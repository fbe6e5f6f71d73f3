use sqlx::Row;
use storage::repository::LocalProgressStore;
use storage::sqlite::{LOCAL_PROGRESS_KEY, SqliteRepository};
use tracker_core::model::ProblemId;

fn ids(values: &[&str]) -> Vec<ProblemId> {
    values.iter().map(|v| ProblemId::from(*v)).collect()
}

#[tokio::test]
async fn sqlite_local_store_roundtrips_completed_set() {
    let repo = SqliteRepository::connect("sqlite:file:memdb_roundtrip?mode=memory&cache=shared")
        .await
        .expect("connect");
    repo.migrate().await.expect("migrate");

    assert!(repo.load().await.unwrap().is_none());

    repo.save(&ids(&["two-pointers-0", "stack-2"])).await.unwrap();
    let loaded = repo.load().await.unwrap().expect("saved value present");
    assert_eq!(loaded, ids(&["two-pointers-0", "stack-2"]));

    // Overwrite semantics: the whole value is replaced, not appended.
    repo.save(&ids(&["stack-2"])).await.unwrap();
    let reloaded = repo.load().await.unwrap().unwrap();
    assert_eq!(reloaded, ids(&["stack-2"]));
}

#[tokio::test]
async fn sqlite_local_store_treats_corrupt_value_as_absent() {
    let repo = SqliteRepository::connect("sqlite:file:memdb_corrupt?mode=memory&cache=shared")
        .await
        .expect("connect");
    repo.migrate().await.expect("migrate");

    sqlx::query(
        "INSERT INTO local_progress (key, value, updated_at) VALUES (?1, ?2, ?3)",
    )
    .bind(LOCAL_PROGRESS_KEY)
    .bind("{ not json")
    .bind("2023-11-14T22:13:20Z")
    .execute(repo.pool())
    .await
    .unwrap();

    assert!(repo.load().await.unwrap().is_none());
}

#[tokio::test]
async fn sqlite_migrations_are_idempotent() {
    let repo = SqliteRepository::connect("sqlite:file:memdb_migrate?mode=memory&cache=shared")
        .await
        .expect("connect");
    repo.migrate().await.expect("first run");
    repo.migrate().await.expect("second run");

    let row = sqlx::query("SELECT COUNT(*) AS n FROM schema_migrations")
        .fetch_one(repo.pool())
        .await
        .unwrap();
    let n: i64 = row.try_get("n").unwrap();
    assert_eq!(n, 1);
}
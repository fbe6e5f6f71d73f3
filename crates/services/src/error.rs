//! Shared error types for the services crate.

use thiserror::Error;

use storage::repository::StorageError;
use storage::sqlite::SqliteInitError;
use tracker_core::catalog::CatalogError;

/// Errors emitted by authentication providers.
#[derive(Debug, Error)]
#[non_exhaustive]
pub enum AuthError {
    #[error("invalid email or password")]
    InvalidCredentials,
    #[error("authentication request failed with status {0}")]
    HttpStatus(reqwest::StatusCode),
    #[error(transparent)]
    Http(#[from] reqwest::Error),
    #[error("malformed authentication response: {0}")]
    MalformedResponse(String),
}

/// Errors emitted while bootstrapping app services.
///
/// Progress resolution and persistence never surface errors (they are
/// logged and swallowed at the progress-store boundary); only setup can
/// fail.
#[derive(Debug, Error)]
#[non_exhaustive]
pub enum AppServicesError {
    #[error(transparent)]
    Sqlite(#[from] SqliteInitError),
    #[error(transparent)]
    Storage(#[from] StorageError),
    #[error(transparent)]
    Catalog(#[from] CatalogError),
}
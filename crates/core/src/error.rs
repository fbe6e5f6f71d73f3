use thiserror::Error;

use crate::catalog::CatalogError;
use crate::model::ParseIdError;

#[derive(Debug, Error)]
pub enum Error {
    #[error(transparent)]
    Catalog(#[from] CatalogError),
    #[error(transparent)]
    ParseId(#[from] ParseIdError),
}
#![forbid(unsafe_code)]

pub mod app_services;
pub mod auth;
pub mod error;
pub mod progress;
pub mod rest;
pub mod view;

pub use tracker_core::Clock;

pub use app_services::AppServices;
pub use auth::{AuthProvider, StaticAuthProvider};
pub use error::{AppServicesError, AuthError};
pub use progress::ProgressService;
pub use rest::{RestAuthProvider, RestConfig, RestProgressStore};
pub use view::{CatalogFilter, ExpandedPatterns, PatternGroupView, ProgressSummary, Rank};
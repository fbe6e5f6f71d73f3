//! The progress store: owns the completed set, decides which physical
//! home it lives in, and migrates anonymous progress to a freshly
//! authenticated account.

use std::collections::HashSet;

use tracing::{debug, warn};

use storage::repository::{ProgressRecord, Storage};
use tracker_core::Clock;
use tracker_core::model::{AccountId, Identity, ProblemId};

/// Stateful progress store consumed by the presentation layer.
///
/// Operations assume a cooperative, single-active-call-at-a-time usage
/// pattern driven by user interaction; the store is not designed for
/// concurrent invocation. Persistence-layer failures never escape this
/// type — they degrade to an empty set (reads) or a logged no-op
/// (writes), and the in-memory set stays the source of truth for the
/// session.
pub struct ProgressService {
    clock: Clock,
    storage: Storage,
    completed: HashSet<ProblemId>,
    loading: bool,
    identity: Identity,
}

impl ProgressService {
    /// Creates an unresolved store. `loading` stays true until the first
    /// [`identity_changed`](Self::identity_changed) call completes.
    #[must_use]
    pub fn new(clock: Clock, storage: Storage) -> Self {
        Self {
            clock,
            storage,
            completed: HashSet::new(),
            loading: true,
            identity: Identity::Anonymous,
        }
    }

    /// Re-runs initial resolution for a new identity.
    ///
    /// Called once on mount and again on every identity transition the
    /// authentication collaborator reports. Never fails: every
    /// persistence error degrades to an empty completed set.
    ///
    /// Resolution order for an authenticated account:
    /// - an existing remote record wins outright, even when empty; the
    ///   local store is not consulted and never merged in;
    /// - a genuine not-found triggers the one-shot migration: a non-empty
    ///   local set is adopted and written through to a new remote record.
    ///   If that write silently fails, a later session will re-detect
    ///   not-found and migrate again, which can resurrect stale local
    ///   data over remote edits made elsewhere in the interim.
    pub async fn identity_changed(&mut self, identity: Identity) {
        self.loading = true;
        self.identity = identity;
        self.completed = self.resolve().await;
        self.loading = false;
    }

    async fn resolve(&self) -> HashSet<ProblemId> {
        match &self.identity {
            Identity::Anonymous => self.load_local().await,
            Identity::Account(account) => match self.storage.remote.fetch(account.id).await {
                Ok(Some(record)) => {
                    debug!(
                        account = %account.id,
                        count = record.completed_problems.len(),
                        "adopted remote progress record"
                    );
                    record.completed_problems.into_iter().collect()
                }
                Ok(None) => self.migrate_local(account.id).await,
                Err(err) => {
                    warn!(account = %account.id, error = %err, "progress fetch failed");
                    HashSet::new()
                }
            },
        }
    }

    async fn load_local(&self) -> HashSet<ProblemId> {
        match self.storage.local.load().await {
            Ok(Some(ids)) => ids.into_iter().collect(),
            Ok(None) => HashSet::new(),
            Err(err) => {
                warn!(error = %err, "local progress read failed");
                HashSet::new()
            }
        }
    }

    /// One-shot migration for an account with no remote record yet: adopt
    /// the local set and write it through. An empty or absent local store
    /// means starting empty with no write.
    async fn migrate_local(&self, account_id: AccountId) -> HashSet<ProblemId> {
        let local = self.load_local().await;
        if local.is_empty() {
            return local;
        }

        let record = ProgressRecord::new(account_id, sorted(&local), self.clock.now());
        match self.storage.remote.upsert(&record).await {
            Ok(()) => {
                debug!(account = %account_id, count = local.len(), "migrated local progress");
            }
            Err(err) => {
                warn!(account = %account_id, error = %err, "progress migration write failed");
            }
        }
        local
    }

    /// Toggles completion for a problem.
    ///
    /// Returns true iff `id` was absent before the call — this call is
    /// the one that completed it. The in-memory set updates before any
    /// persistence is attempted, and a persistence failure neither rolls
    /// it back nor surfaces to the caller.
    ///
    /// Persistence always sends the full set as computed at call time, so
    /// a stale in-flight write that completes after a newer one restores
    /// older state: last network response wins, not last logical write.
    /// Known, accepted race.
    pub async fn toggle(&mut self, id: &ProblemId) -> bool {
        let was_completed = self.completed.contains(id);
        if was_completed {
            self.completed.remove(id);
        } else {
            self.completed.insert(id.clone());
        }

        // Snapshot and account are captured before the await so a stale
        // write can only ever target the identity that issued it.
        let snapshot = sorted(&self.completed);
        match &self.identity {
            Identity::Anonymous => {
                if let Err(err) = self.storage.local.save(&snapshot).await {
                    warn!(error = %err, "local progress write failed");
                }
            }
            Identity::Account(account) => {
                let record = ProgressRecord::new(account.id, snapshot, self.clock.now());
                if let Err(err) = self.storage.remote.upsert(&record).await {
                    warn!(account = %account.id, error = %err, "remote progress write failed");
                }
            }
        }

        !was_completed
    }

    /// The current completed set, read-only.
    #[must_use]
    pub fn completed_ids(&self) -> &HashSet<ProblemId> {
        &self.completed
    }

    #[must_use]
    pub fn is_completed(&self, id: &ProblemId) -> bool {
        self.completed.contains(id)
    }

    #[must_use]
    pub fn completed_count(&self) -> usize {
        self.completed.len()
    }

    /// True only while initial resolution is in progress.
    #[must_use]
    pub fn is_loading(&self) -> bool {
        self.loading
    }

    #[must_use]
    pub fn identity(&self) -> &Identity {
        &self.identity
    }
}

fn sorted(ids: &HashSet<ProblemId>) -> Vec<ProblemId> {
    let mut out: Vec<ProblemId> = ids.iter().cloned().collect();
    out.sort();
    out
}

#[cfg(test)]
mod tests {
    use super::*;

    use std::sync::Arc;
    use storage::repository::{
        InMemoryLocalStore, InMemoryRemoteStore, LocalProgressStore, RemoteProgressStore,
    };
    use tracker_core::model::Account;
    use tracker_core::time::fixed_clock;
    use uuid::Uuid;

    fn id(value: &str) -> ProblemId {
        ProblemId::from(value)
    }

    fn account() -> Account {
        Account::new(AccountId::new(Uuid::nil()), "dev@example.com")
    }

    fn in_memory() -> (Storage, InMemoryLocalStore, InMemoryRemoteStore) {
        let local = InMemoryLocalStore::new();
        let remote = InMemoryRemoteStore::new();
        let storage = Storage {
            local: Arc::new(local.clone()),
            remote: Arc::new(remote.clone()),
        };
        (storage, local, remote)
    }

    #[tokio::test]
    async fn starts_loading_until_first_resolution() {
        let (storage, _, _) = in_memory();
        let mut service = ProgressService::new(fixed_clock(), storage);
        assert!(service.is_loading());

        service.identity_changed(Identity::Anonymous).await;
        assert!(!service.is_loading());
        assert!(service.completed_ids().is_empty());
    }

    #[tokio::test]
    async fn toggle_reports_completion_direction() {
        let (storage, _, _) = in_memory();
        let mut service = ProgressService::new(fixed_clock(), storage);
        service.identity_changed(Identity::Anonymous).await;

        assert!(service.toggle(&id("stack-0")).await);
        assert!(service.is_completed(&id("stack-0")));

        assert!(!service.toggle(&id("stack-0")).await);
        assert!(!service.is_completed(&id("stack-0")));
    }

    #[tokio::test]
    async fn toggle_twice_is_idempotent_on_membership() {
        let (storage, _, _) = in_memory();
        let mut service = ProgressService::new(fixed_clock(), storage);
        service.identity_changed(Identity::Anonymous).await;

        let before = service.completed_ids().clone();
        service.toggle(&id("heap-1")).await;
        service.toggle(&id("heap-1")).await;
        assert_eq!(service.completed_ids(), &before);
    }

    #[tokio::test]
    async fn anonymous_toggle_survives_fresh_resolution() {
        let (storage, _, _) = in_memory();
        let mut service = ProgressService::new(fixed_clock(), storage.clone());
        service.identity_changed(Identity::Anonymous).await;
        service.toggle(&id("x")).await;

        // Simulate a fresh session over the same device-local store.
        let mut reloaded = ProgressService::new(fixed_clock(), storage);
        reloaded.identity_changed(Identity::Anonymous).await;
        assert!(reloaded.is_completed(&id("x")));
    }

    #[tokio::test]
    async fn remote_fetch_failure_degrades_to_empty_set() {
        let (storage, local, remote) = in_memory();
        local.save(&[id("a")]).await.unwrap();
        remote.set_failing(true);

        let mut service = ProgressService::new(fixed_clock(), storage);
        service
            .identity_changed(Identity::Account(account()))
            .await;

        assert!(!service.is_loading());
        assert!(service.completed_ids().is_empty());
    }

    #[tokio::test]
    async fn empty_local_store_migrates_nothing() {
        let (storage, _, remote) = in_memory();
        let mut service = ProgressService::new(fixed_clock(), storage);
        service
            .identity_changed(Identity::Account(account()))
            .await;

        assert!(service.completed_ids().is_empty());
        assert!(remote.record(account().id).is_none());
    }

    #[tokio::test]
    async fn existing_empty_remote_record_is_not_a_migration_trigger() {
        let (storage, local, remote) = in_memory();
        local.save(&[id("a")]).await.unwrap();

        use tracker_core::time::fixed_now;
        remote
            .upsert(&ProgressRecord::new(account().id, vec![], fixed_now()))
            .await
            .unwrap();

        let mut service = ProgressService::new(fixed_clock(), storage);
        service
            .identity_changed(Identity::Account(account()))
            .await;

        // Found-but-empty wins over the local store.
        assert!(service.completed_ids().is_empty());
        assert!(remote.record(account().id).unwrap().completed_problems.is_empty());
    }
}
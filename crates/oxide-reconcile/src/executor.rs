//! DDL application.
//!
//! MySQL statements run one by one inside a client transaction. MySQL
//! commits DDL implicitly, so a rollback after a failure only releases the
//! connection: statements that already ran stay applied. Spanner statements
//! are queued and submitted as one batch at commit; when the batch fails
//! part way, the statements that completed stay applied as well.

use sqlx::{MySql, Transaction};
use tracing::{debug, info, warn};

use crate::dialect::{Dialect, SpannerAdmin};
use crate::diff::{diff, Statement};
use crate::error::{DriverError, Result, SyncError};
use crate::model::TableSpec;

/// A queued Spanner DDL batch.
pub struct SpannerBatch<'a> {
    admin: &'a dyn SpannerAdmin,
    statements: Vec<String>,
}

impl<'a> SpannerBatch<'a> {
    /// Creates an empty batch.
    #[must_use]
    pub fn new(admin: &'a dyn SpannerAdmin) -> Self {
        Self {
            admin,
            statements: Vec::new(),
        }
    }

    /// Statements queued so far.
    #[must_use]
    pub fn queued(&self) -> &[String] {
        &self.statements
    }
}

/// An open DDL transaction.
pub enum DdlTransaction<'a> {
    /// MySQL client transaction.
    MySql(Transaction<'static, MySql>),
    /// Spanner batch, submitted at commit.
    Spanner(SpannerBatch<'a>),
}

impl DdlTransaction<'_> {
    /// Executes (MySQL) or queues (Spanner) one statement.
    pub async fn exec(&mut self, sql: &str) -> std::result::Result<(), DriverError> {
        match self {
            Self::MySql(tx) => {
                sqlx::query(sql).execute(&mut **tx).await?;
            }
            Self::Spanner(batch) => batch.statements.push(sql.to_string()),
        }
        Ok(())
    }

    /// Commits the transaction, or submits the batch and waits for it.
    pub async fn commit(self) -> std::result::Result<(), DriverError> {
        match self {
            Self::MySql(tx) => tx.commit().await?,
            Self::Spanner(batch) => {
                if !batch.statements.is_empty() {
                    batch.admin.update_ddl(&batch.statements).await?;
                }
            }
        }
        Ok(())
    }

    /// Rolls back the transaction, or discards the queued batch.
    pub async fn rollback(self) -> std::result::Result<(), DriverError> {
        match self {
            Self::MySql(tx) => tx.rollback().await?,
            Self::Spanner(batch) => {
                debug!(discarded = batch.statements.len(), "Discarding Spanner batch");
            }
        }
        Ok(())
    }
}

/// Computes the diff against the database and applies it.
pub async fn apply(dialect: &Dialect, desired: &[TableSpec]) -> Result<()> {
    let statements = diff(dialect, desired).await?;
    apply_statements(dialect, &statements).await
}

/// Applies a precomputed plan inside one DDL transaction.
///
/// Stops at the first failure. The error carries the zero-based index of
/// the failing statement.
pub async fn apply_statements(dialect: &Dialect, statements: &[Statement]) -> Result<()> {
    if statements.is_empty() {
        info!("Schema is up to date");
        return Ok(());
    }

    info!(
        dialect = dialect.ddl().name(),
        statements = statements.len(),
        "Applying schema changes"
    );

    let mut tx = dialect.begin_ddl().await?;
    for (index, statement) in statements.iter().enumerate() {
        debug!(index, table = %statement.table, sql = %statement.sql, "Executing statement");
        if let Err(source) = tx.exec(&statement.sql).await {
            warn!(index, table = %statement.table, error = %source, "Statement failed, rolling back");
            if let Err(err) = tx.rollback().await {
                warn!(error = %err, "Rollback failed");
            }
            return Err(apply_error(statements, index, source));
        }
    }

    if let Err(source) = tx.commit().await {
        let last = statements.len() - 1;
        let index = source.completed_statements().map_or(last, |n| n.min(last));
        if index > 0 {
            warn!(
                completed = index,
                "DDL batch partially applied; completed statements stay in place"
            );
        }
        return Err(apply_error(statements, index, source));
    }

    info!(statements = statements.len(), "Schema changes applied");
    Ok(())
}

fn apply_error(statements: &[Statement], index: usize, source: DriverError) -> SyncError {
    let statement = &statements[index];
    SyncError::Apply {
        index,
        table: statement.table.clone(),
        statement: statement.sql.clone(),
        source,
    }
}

■ ■ ■ ■ ■

What you are asked to do: Take every line of the material that contains the word "session", and copy it.

Result:
/// session.
    ///   If that write silently fails, a later session will re-detect
        // Simulate a fresh session over the same device-local store.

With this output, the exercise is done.